Je reste en ce moment des jours entiers couché. Aujourd'hui nous avons, avec N., installé une chaise longue derrière la remise. – Tu veux la mettre ici ? m'a-t-elle demandé avec une nuance de regret. – Et où donc ? – De l'autre côté la vue est meilleure. – Effectivement, la vue était incomparablement meilleure du côté opposé. Bien sûr, chacun ou presque chacun peut distinguer une vue meilleure d'une moins bonne. Mais N. ne peut pas éprouver les différences autrement que de tout son être. Elle ne peut pas s'asseoir le visage tourné vers une palissade, et elle souffre à voir quelqu'un d'autre ainsi tourné.

J'ai vécu avec N. une longue et pénible vie, mais elle n'a pas perdu la faculté de m'étonner encore par la fraîcheur, la plénitude et la qualité artistique de sa nature. Etendu sur ma chaise longue je me suis souvenu de l'examen sanitaire auquel nous fûmes soumis sur le paquebot à notre arrivée à New York, en janvier 1917. Les fonctionnaires et médecins américains sont extrêmement sans gêne, surtout avec les passagers qui ne sont pas de première classe (nous avions fait la traversée en seconde). Natacha portait une voilette.

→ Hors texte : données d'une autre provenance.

//! Service listings scoped to one level of the category tree.

use axum::{Json, extract::State};
use utoipa_axum::router::OpenApiRouter;
use utoipa_axum::routes;

use crate::api::doc::CATEGORY_TAG;
use crate::api::dto::{ErrorResponse, ListQuery, ServiceListResponse};
use crate::api::handlers::parse_path_id;
use crate::api::handlers::services::{cached_listing, listing_cache_key, store_listing};
use crate::error::AppResult;
use crate::state::AppState;
use crate::utils::{AppPath, Language};

pub fn category_routes() -> OpenApiRouter<AppState> {
    OpenApiRouter::new()
        .routes(routes!(list_by_category))
        .routes(routes!(list_by_sub_category))
        .routes(routes!(list_by_sub_sub_category))
}

/// GET /categories/{category_id}/services
#[utoipa::path(
    get,
    path = "/categories/{category_id}/services",
    tag = CATEGORY_TAG,
    params(
        ("category_id" = String, Path, description = "Category ID (UUID)"),
        ListQuery
    ),
    responses(
        (status = 200, description = "Services under the category", body = ServiceListResponse),
        (status = 404, description = "Category not found", body = ErrorResponse)
    )
)]
async fn list_by_category(
    State(state): State<AppState>,
    language: Language,
    AppPath(category_id): AppPath<String>,
    query: ListQuery,
) -> AppResult<Json<ServiceListResponse>> {
    let category_id = parse_path_id("category", &category_id)?;
    let services = state
        .services
        .catalog
        .fetch_by_category(category_id, query.page_request())
        .await?;
    Ok(Json(ServiceListResponse::present(services, language)))
}

/// GET /sub-categories/{sub_category_id}/services
#[utoipa::path(
    get,
    path = "/sub-categories/{sub_category_id}/services",
    tag = CATEGORY_TAG,
    params(
        ("sub_category_id" = String, Path, description = "Sub-category ID (UUID)"),
        ListQuery
    ),
    responses(
        (status = 200, description = "Services under the sub-category", body = ServiceListResponse),
        (status = 404, description = "Sub-category not found", body = ErrorResponse)
    )
)]
async fn list_by_sub_category(
    State(state): State<AppState>,
    language: Language,
    AppPath(sub_category_id): AppPath<String>,
    query: ListQuery,
) -> AppResult<Json<ServiceListResponse>> {
    let sub_category_id = parse_path_id("sub_category", &sub_category_id)?;
    let services = state
        .services
        .catalog
        .fetch_by_sub_category(sub_category_id, query.page_request())
        .await?;
    Ok(Json(ServiceListResponse::present(services, language)))
}

/// GET /sub-sub-categories/{sub_sub_category_id}/services
///
/// Shares the cached listing path with `GET /services`, with the filter set.
#[utoipa::path(
    get,
    path = "/sub-sub-categories/{sub_sub_category_id}/services",
    tag = CATEGORY_TAG,
    params(
        ("sub_sub_category_id" = String, Path, description = "Sub-sub-category ID (UUID)"),
        ListQuery
    ),
    responses(
        (status = 200, description = "Services under the sub-sub-category", body = ServiceListResponse),
        (status = 404, description = "Sub-sub-category not found", body = ErrorResponse)
    )
)]
async fn list_by_sub_sub_category(
    State(state): State<AppState>,
    language: Language,
    AppPath(sub_sub_category_id): AppPath<String>,
    query: ListQuery,
) -> AppResult<Json<ServiceListResponse>> {
    let sub_sub_category_id = parse_path_id("sub_sub_category", &sub_sub_category_id)?;
    let page = query.page_request();
    let key = listing_cache_key(language, Some(sub_sub_category_id), page);
    if let Some(hit) = cached_listing(&state.cache, &key).await {
        return Ok(Json(hit));
    }

    let services = state
        .services
        .catalog
        .fetch_by_sub_sub_category(sub_sub_category_id, page)
        .await?;

    let response = ServiceListResponse::present(services, language);
    store_listing(&state.cache, &key, &response).await;
    Ok(Json(response))
}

Le médecin, qui pensait au trachome, soupçonna sous la voilette quelque chose qui clochait, la releva brusquement et avança le doigt pour soulever la paupière... N. ne protesta pas, ne dit rien, ne recula pas, elle eut seulement l'air étonné, jeta un regard interrogateur au médecin, et son visage se couvrit d'une légère rougeur. Le grossier yankee laissa du coup retomber sa main et fit un pas en arrière comme pour demander pardon, – tant il y avait d'irrésistible dignité féminine sur le visage de N., dans son regard, dans toute sa personne... Je me souviens comme je me sentais fier de Natacha, en descendant la passerelle du bateau sur le quai du port de New York.


29 juin

L'Aftenposten publie une longue lettre d'un juriste : Trotsky n'a nullement renoncé à l'activité politique (il cite en particulier ma lettre aux étudiants d'Edimbourg) ; par-dessus le marché il a deux secrétaires. Pour quoi faire, puisqu'il est malade ? Le même auteur invoque les paroles de Scheflo, disant que Trotsky " n'est pas brisé ", qu'il " est resté tel qu'il était ", etc. Me faire oublier, il est clair que je n'y arriverai pas ici non plus.

J'essaie d'avoir la maladie " à l'usure ", je reste étendu à l'ombre, je ne lis presque pas, je ne pense presque pas.